Я не прощаюсь. Это не прощание, разве что сила тяжести, которая только и ждет удобного мгновения, совсем утянет меня вниз. Но разве она сможет – ведь ты живешь.
Дорогая госпожа Милена,[149]
по-моему, о тыловом прикрытии и о том, что с ним связано, много говорить не стоит, как, скажем, в военное время о государственной измене. Ведь это же вещи, которые до конца понять нельзя, можно в крайнем случае только угадывать, вещи, по отношению к которым ты не более чем «народ». Ты влияешь на события, потому что без народа никакую войну вести невозможно, и выводишь отсюда право голоса и решения, но на самом деле эти вещи обсуждаются и решаются только в необозримой иерархии инстанций. И если ты однажды на самом деле повлияешь своим словом на события, то ничего, кроме вреда, от этого не будет, ибо такие слова некомпетентны, несдержанны, произносятся как во сне, а мир кишит шпионами, которые так и норовят подслушать. В этом отношении лучше всего иметь характер спокойный, полный достоинства, невосприимчивый к провокациям. А ведь провокация тут буквально все, даже трава, на которую Вы садитесь у длинного канала. (Кстати, совершенно безответственно в этакую пору, когда я, кажется, простужаюсь возле натопленной печи, в постели, с грелкой, под двумя одеялами и периной.) В конечном счете у человека лишь одно суждение о том, как внешняя видимость воздействует на мир, и тут я со своей болезнью определенно в выигрыше по сравнению с Вашими, если угодно, ужасными прогулками. Ведь если я заговорю о своей болезни в том смысле, мне, в сущности, никто не поверит, да это и вправду только шутка.

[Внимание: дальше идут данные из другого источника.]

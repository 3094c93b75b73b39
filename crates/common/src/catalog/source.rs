//! Catalog sources

use super::{CatalogBuilder, EntityCatalog, EntityKind};
use crate::errors::{AppError, Result};
use async_trait::async_trait;
use serde::Deserialize;
use std::collections::BTreeMap;
use std::path::PathBuf;

/// Produces complete catalog snapshots
#[async_trait]
pub trait CatalogSource: Send + Sync {
    /// Build a fresh snapshot
    async fn load(&self) -> Result<EntityCatalog>;

    /// Human-readable origin for logs
    fn describe(&self) -> String;
}

/// Reads catalogs from a JSON file:
///
/// ```json
/// {
///   "governing_law_state": ["Delaware", "New York"],
///   "contractor_party": [{"name": "Acme Corp", "contract_count": 12}]
/// }
/// ```
pub struct JsonCatalogSource {
    path: PathBuf,
}

#[derive(Deserialize)]
#[serde(untagged)]
enum RawEntry {
    Name(String),
    Detailed {
        name: String,
        #[serde(default)]
        contract_count: Option<u64>,
    },
}

impl JsonCatalogSource {
    pub fn new(path: impl Into<PathBuf>) -> Self {
        Self { path: path.into() }
    }

    /// Parse catalog JSON text
    pub fn parse(text: &str) -> Result<EntityCatalog> {
        let raw: BTreeMap<String, Vec<RawEntry>> = serde_json::from_str(text)?;

        let mut builder = CatalogBuilder::new();
        for (field, entries) in raw {
            let kind = EntityKind::from_field(&field).ok_or_else(|| AppError::Catalog {
                message: format!("Unknown catalog '{}'", field),
            })?;

            for entry in entries {
                builder = match entry {
                    RawEntry::Name(name) => builder.insert(kind, &name),
                    RawEntry::Detailed { name, contract_count } => {
                        builder.insert_with_count(kind, &name, contract_count)
                    }
                };
            }
        }

        Ok(builder.build())
    }
}

#[async_trait]
impl CatalogSource for JsonCatalogSource {
    async fn load(&self) -> Result<EntityCatalog> {
        let text = tokio::fs::read_to_string(&self.path)
            .await
            .map_err(|e| AppError::Catalog {
                message: format!("Failed to read {}: {}", self.path.display(), e),
            })?;

        Self::parse(&text)
    }

    fn describe(&self) -> String {
        self.path.display().to_string()
    }
}

#[cfg(test)]
mod tests {
    use super::*;

    #[test]
    fn test_parse_mixed_entries() {
        let catalog = JsonCatalogSource::parse(
            r#"{
                "governing_law_state": ["Delaware", "Alabama"],
                "contractor_party": [{"name": "Acme Corp", "contract_count": 4}, "Zenith LLC"]
            }"#,
        )
        .unwrap();

        assert_eq!(catalog.len(), 4);
        assert_eq!(
            catalog
                .get(EntityKind::ContractorParty, "acme")
                .and_then(|e| e.contract_count),
            Some(4)
        );
        assert!(catalog.is_known("zenith"));
    }

    #[test]
    fn test_unknown_catalog_is_rejected() {
        let err = JsonCatalogSource::parse(r#"{"planets": ["Mars"]}"#).unwrap_err();
        assert!(matches!(err, AppError::Catalog { .. }));
    }

    #[tokio::test]
    async fn test_missing_file() {
        let source = JsonCatalogSource::new("/nonexistent/entities.json");
        assert!(source.load().await.is_err());
    }
}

Очень скоро начну читать «Донадьё», но, возможно, стоило бы все же отослать книгу Вам, я знаю, что значит подобная тоска, а на того, кто задерживает подобную книгу, после долго обижаются. Я, например, с предубеждением относился к некоторым людям, потому что – доказательств у меня не было – подозревал у каждого из них свое «Бабье лето»,[150] а сын Оскара Баума спешно вернулся домой из лесной школы под Франкфуртом прежде всего потому, что был там без своих книг, особенно без любимой – «Stalky & Co» Киплинга, которую он, по-моему, прочел чуть ли не семьдесят пять раз. В общем, если с «Донадьё» обстоит так же, я ее отошлю, хотя все-таки с удовольствием бы прочитал.
148
[Справа на полях: ] Если я все-таки поеду в санаторий, я, конечно, тебе сообщу.
149
Последние письма были адресованы Милене домой.
150
Роман австрийского писателя Адальберта Штифтера (1805–1868).